Опубл. в сб.: Проблемы традиций и новаторства в современной музыке. - М., 1982.
С. 104-107.
Беседы с Альфредом Шнитке 66
Я вспоминаю ответы Валентина Сильвестрова на встрече с ним Молодежного клуба в
Доме композиторов: "Истинность,- говорил Сильвестров,- не дается в руки. Она как
бы всегда должна выступить в новом виде. Как только сознание закрепит ее за э т
о й формой, она уходит в какую-нибудь другую. И в этом окончательная
непознаваемость истины".
Я очень не люблю Фернана Леже. Но чисто рационально я не могу отрицать
известного сходства между идеей и воплощением, когда я сопоставляю черточку,
охватывающую фигуру у Леже - и красочность, выражающую внутри очертания
существующее лицо. И это всегда немножко не совпадает.

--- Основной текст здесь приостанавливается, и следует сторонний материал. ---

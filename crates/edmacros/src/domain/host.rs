//! Capability interfaces the host editor exposes to macros.
//!
//! Macros never see a concrete editor. They borrow a [`Document`] for the active buffer and an
//! [`Application`] for dialogs and host actions, for the duration of one invocation.

use std::ops::{Deref, DerefMut};
use std::path::{Path, PathBuf};

use anyhow::Result;

/// Access to the active text buffer. Offsets are byte offsets into [`Document::full_text`].
pub trait Document {
    /// Selected text, or `None` when nothing is selected.
    fn selected_text(&self) -> Option<String>;
    fn selection_start(&self) -> usize;
    fn selection_end(&self) -> usize;
    /// Replace the selection with `text`, leaving the caret after the insertion.
    fn replace_selection(&mut self, text: &str);
    fn set_selection_start(&mut self, offset: usize);
    fn set_selection_end(&mut self, offset: usize);

    fn full_text(&self) -> String;
    fn set_full_text(&mut self, text: &str);

    /// Absolute path backing the buffer, `None` for unsaved buffers.
    fn file_path(&self) -> Option<PathBuf>;

    fn begin_atomic_edit(&mut self);
    fn end_atomic_edit(&mut self);
}

/// Host application actions available to macros.
pub trait Application {
    /// Blocking, user-facing error report.
    fn show_error_dialog(&mut self, message: &str);
    fn open_file_in_editor(&mut self, path: &Path) -> Result<()>;
    fn set_file_chooser_directory(&mut self, dir: &Path) -> Result<()>;
    fn invoke_open_file_action(&mut self) -> Result<()>;
    fn launch_external_browser(&mut self, url: &str) -> Result<()>;
}

/// Scoped undo-coalescing bracket.
///
/// Calls [`Document::begin_atomic_edit`] on construction and [`Document::end_atomic_edit`] on
/// drop, so the bracket is closed on every exit path including early returns and unwinding.
pub struct AtomicEdit<'a, D: Document + ?Sized> {
    doc: &'a mut D,
}

impl<'a, D: Document + ?Sized> AtomicEdit<'a, D> {
    pub fn begin(doc: &'a mut D) -> Self {
        doc.begin_atomic_edit();
        Self { doc }
    }
}

impl<D: Document + ?Sized> Deref for AtomicEdit<'_, D> {
    type Target = D;

    fn deref(&self) -> &Self::Target {
        self.doc
    }
}

impl<D: Document + ?Sized> DerefMut for AtomicEdit<'_, D> {
    fn deref_mut(&mut self) -> &mut Self::Target {
        self.doc
    }
}

impl<D: Document + ?Sized> Drop for AtomicEdit<'_, D> {
    fn drop(&mut self) {
        self.doc.end_atomic_edit();
    }
}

- Как афиша в плохой типографии. A.Ш. Вот-вот! Но это делает Леже. Здесь есть
какая-то вибрация идеальной, ощущаемой мысли, она все время пульсирует, вот-вот
дастся в руки - очертания уже почти совпали - но... никогда не совпадут.
Точно так же схематизация всех положений и форм: это все, казалось бы, вот-вот
произойдет! Это - то небольшое движение, которое вечно откладывается. Как
горизонт. Ты вечно к нему приближаешься.
- Большинство твоих циклов - принципиально одночастны...

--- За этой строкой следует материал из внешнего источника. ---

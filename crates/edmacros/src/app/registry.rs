//! Macro metadata, lookup, and the single entry point hosts use to run a macro.

use std::cmp::Ordering;
use std::fmt;

use serde::Serialize;

use crate::app::escape::EscapeHtml;
use crate::app::open::OpenFile;
use crate::app::sort::SortLines;
use crate::domain::errors::MacroError;
use crate::domain::host::{Application, AtomicEdit, Document};
use crate::infra::config::Config;

/// Descriptive metadata for a macro.
#[derive(Debug, Clone, PartialEq, Eq, Serialize)]
pub struct MacroInfo {
    /// Stable kebab-case identifier.
    pub id: String,
    /// Display name shown in menus.
    pub name: String,
    pub description: String,
    /// Keyboard shortcut, if one is bound.
    pub accelerator: Option<String>,
}

impl MacroInfo {
    pub fn new(id: impl Into<String>, name: impl Into<String>, description: impl Into<String>) -> Self {
        Self {
            id: id.into(),
            name: name.into(),
            description: description.into(),
            accelerator: None,
        }
    }

    /// Whether `query` names this macro by id or display name, ignoring case.
    pub fn matches(&self, query: &str) -> bool {
        let query = query.trim();
        self.id.eq_ignore_ascii_case(query) || self.name.eq_ignore_ascii_case(query)
    }

    fn cmp_by_name(&self, other: &Self) -> Ordering {
        self.name
            .to_lowercase()
            .cmp(&other.name.to_lowercase())
            .then_with(|| self.id.cmp(&other.id))
    }
}

impl fmt::Display for MacroInfo {
    fn fmt(&self, f: &mut fmt::Formatter<'_>) -> fmt::Result {
        f.write_str(&self.name)
    }
}

/// A single stateless editor transformation.
pub trait Macro: Send + Sync {
    fn info(&self) -> &MacroInfo;
    fn info_mut(&mut self) -> &mut MacroInfo;

    /// Perform the macro against `doc`. Must not mutate `doc` when returning an error.
    fn run(&self, doc: &mut dyn Document, app: &mut dyn Application) -> Result<(), MacroError>;
}

/// Ordered collection of macros, sorted case-insensitively by display name.
#[derive(Default)]
pub struct MacroRegistry {
    macros: Vec<Box<dyn Macro>>,
}

impl MacroRegistry {
    pub fn new() -> Self {
        Self::default()
    }

    /// Registry holding the built-in macros configured from `config`.
    pub fn with_builtins(config: &Config) -> Self {
        let mut registry = Self::new();
        registry.register(EscapeHtml::new());
        registry.register(SortLines::new(config.sort.options()));
        registry.register(OpenFile::new(config.open.options()));

        for m in &mut registry.macros {
            let info = m.info_mut();
            if let Some(accelerator) = config.keybindings.get(&info.id) {
                info.accelerator = Some(accelerator.clone());
            }
        }
        registry
    }

    pub fn len(&self) -> usize {
        self.macros.len()
    }

    pub fn is_empty(&self) -> bool {
        self.macros.is_empty()
    }

    /// Add a macro, replacing any macro with the same name (ignoring case).
    pub fn register(&mut self, m: impl Macro + 'static) {
        let name = m.info().name.clone();
        self.macros
            .retain(|existing| !existing.info().name.eq_ignore_ascii_case(&name));
        self.macros.push(Box::new(m));
        self.macros.sort_by(|a, b| a.info().cmp_by_name(b.info()));
    }

    pub fn find(&self, query: &str) -> Option<&dyn Macro> {
        self.macros
            .iter()
            .find(|m| m.info().matches(query))
            .map(|m| m.as_ref())
    }

    pub fn infos(&self) -> impl Iterator<Item = &MacroInfo> {
        self.macros.iter().map(|m| m.info())
    }

    /// Run the macro named `query` inside one atomic edit.
    ///
    /// Errors are shown to the user through [`Application::show_error_dialog`] after the edit
    /// bracket is closed, and then returned.
    pub fn run(
        &self,
        query: &str,
        doc: &mut dyn Document,
        app: &mut dyn Application,
    ) -> Result<(), MacroError> {
        let result = match self.find(query) {
            Some(m) => {
                tracing::debug!(macro_id = %m.info().id, "running macro");
                let mut edit = AtomicEdit::begin(doc);
                m.run(&mut *edit, app)
            }
            None => Err(MacroError::UnknownMacro(query.to_owned())),
        };

        if let Err(err) = &result {
            if err.is_user_error() {
                tracing::info!(macro_id = query, error = %err, "macro rejected selection");
            } else {
                tracing::warn!(macro_id = query, error = %err, "macro failed");
            }
            app.show_error_dialog(&err.to_string());
        }
        result
    }
}

impl fmt::Debug for MacroRegistry {
    fn fmt(&self, f: &mut fmt::Formatter<'_>) -> fmt::Result {
        f.debug_list().entries(self.infos()).finish()
    }
}

#[cfg(test)]
mod tests {
    use super::*;

    use crate::infra::buffer::FileBuffer;
    use crate::infra::host::HeadlessApp;

    struct Upper(MacroInfo);

    impl Macro for Upper {
        fn info(&self) -> &MacroInfo {
            &self.0
        }

        fn info_mut(&mut self) -> &mut MacroInfo {
            &mut self.0
        }

        fn run(&self, doc: &mut dyn Document, _app: &mut dyn Application) -> Result<(), MacroError> {
            let text = doc.full_text().to_uppercase();
            doc.set_full_text(&text);
            Ok(())
        }
    }

    fn upper(name: &str) -> Upper {
        Upper(MacroInfo::new("upper", name, "Uppercases the document."))
    }

    #[test]
    fn builtins_are_sorted_by_name() {
        let registry = MacroRegistry::with_builtins(&Config::default());
        let names: Vec<&str> = registry.infos().map(|info| info.name.as_str()).collect();
        assert_eq!(names, ["Escape for HTML", "Open File", "Sort Lines"]);
    }

    #[test]
    fn find_matches_id_or_name_ignoring_case() {
        let registry = MacroRegistry::with_builtins(&Config::default());
        assert_eq!(registry.find("SORT-LINES").unwrap().info().name, "Sort Lines");
        assert_eq!(registry.find("open file").unwrap().info().id, "open-file");
        assert!(registry.find("nope").is_none());
    }

    #[test]
    fn register_replaces_same_name() {
        let mut registry = MacroRegistry::new();
        registry.register(upper("Shout"));
        registry.register(upper("SHOUT"));
        assert_eq!(registry.len(), 1);
        assert_eq!(registry.infos().next().unwrap().name, "SHOUT");
        assert!(registry.find("shout").is_some());
    }

    #[test]
    fn keybindings_become_accelerators() {
        let mut config = Config::default();
        config
            .keybindings
            .insert("escape-html".into(), "ctrl+shift+h".into());
        let registry = MacroRegistry::with_builtins(&config);
        let info = registry.find("escape-html").unwrap().info();
        assert_eq!(info.accelerator.as_deref(), Some("ctrl+shift+h"));
        assert_eq!(registry.find("sort-lines").unwrap().info().accelerator, None);
    }

    #[test]
    fn run_coalesces_edits_into_one_undo_group() {
        let mut registry = MacroRegistry::new();
        registry.register(upper("Shout"));
        let mut doc = FileBuffer::from_text("quiet");
        let mut app = HeadlessApp::new();

        registry.run("shout", &mut doc, &mut app).unwrap();

        assert_eq!(doc.text(), "QUIET");
        assert_eq!(doc.atomic_depth(), 0);
        assert_eq!(doc.undo_groups(), 1);
        assert!(app.dialogs().is_empty());
    }

    #[test]
    fn run_reports_errors_through_dialog() {
        let registry = MacroRegistry::with_builtins(&Config::default());
        let mut doc = FileBuffer::from_text("no selection here");
        let mut app = HeadlessApp::new();

        let err = registry.run("escape-html", &mut doc, &mut app).unwrap_err();

        assert!(matches!(err, MacroError::NoSelection { .. }));
        assert_eq!(app.dialogs(), &[err.to_string()]);
        assert_eq!(doc.atomic_depth(), 0);
        assert!(!doc.is_dirty());
    }

    struct Broken(MacroInfo);

    impl Macro for Broken {
        fn info(&self) -> &MacroInfo {
            &self.0
        }

        fn info_mut(&mut self) -> &mut MacroInfo {
            &mut self.0
        }

        fn run(&self, _doc: &mut dyn Document, _app: &mut dyn Application) -> Result<(), MacroError> {
            Err(anyhow::anyhow!("no browser launcher succeeded").into())
        }
    }

    #[test]
    fn host_failures_are_reported_like_user_errors() {
        let mut registry = MacroRegistry::new();
        registry.register(Broken(MacroInfo::new("broken", "Broken", "Always fails.")));
        let mut doc = FileBuffer::from_text("text");
        let mut app = HeadlessApp::new();

        let err = registry.run("broken", &mut doc, &mut app).unwrap_err();

        assert!(!err.is_user_error());
        assert_eq!(app.dialogs(), &["no browser launcher succeeded".to_string()]);
        assert_eq!(doc.atomic_depth(), 0);
    }

    #[test]
    fn unknown_macro_is_reported() {
        let registry = MacroRegistry::new();
        let mut doc = FileBuffer::from_text("");
        let mut app = HeadlessApp::new();

        let err = registry.run("missing", &mut doc, &mut app).unwrap_err();
        assert_eq!(err.to_string(), "no macro named 'missing'");
        assert_eq!(app.dialogs().len(), 1);
        assert_eq!(doc.atomic_depth(), 0);
    }
}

А.Ш. Да, но есть всегда какая-то особая связь между частями, и связь эта
основана на двух противоположных вещах. Первое - очевидно: можно
проанализировать темы, найти связи между ними, связи через сходство и через
контрасты.
Но есть и другое. Есть взаимодействие материала вне его материального родства.
Взаимодействие, объяснить которое я не могу. Но оно -важнее. В балете Пер Гюнт я
ощутил: все, что происходит, все самое разное - это воплощение чего-то единого,
генеалогического, что все объединяет, и под одним дыханием идет. Различие как бы
теряет значение. Это так, как на Земле ты видишь предметы разобщенно, а
поднявшись на высоту, видишь невидимые с Земли связи. Ты больше видишь во
времени оттого, что больше видишь в пространстве. Что это - я не могу объяснить,
но замечаю, что любая тема может подвергнуться превращениям, походя на себя или
себе противореча.
Материал Альтового концерта, как я недавно заметил, имеет два важных поворота.

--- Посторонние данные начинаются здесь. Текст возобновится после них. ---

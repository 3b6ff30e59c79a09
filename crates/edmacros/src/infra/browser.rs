//! External browser integration.

use std::process::{Command, Stdio};

use anyhow::{Context, Result, anyhow};

/// Open `url` in the user's default browser, trying each platform launcher in turn.
pub fn launch(url: &str) -> Result<()> {
    for command in launcher_commands() {
        match try_launch(command, url) {
            Ok(()) => {
                tracing::info!(url, launcher = command[0], "launched external browser");
                return Ok(());
            }
            Err(err) => tracing::debug!(launcher = command[0], error = %err, "launcher failed"),
        }
    }

    Err(anyhow!("failed to open {url}: no browser launcher succeeded"))
}

fn try_launch(command: &[&str], url: &str) -> Result<()> {
    let (program, args) = command
        .split_first()
        .context("browser launcher missing program")?;

    let status = Command::new(program)
        .args(args)
        .arg(url)
        .stdin(Stdio::null())
        .stdout(Stdio::null())
        .stderr(Stdio::null())
        .status()
        .with_context(|| format!("failed to spawn browser launcher: {program}"))?;
    if status.success() {
        Ok(())
    } else {
        Err(anyhow!("browser launcher exited with status {status}"))
    }
}

#[cfg(target_os = "macos")]
fn launcher_commands() -> Vec<&'static [&'static str]> {
    vec![&["open"]]
}

#[cfg(all(unix, not(target_os = "macos")))]
fn launcher_commands() -> Vec<&'static [&'static str]> {
    vec![&["xdg-open"], &["gio", "open"]]
}

#[cfg(target_os = "windows")]
fn launcher_commands() -> Vec<&'static [&'static str]> {
    vec![&["cmd", "/C", "start", ""]]
}

#[cfg(not(any(unix, target_os = "windows")))]
fn launcher_commands() -> Vec<&'static [&'static str]> {
    Vec::new()
}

Есть один каденционный полутоновый ход и его разрешение. А другой - это тема,
которая звучит в коде Альтового концерта. И вот эта тема поворачивается как бы
разными лицами. Негативная в начале, она позитивная в финале. То есть нет
четкого разделения: вот это
- хорошее, а это - плохое. Драматургического разделения точно по темам
- нет. Я не внедрял этот принцип сознательно - я только сейчас это заметил.
Эпизод во второй части, где играет рояль, - все из того же материала. Здесь он
отрицательный, а в финале - и не оптимистический, но и не отрицательный. Один и
тот же материал поворачивается разными лицами. И получается, что более важным
становится не точная роль одного, другого или третьего материала, а некая общая
мысль, которая
Беседы с Альфредом Шнитке 67
в н е материала и в ы ш е материала.
- Финал - в классическом понимании - практически отсутствует в твоих концертах и
симфониях...
А.Ш. Я вообще много думал о проблеме финала. И пришел к выводу, что она
возникла, когда воцарился атеизм. До этого проблемы финала все-таки не было.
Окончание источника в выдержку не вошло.